To do
Go through the records and count every line that holds "format". Only the number belongs in the reply.

-------

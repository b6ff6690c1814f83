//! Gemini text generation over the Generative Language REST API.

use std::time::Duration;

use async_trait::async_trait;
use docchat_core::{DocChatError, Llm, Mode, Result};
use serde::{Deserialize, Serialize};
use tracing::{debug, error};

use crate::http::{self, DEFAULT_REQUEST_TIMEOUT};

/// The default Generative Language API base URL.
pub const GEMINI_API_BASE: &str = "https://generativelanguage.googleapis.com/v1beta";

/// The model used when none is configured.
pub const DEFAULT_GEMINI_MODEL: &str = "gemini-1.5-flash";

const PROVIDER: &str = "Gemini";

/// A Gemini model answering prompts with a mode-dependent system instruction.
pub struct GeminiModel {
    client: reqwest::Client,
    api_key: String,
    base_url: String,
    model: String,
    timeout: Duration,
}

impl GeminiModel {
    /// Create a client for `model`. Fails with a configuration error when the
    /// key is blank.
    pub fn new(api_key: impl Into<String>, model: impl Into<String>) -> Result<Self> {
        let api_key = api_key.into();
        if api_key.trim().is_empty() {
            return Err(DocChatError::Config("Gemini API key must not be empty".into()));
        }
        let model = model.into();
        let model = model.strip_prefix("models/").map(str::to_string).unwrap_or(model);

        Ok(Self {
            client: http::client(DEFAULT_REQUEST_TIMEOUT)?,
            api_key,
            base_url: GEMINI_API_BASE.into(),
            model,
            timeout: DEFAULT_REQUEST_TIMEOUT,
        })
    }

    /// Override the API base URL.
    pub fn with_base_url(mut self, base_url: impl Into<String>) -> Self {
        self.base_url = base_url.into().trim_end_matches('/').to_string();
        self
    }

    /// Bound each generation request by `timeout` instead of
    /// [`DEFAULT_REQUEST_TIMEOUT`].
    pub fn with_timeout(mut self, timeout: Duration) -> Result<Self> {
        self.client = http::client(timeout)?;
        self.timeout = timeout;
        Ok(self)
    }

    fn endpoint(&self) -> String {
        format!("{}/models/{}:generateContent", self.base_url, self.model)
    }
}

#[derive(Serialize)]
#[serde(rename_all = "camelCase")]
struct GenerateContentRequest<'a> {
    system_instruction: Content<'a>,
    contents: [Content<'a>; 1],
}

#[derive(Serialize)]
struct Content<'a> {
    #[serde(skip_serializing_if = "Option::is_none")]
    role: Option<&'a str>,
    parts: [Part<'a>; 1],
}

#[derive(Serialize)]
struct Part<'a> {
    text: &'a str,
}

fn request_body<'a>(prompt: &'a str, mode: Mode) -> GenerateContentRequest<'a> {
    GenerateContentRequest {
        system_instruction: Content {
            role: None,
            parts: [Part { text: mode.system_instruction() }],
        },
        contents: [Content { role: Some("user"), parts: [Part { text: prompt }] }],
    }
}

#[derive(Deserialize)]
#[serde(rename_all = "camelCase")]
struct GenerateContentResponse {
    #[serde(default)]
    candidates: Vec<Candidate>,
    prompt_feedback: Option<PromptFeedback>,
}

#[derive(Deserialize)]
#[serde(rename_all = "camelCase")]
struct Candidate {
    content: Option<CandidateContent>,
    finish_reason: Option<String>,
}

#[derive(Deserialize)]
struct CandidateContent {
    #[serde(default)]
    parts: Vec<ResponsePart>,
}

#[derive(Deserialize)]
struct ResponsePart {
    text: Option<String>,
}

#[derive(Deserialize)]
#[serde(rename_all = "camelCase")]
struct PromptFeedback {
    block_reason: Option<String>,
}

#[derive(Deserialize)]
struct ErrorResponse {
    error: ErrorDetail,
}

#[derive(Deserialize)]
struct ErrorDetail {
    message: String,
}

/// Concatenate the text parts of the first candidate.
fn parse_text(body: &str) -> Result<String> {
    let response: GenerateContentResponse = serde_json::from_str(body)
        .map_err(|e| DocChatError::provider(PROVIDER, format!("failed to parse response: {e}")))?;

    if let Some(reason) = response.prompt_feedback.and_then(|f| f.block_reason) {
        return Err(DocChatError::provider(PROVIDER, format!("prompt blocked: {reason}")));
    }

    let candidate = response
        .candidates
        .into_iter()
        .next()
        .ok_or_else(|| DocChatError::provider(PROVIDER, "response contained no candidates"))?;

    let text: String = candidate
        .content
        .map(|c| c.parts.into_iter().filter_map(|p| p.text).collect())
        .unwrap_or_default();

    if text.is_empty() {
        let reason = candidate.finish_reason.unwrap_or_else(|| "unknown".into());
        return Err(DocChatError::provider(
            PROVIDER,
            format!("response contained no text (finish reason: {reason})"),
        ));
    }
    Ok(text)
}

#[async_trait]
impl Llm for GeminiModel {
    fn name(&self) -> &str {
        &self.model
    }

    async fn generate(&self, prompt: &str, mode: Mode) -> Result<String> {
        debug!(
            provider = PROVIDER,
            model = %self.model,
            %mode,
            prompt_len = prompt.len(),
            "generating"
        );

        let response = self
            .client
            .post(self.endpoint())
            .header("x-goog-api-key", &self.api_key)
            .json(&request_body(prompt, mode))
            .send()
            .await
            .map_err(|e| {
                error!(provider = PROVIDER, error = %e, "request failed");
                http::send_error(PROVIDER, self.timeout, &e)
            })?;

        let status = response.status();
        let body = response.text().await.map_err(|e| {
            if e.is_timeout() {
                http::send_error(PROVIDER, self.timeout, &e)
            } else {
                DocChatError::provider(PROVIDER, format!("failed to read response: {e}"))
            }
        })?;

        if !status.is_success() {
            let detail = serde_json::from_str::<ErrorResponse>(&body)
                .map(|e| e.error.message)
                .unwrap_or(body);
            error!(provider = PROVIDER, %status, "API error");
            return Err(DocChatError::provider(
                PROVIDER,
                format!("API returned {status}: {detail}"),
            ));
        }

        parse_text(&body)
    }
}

-------

Written response
6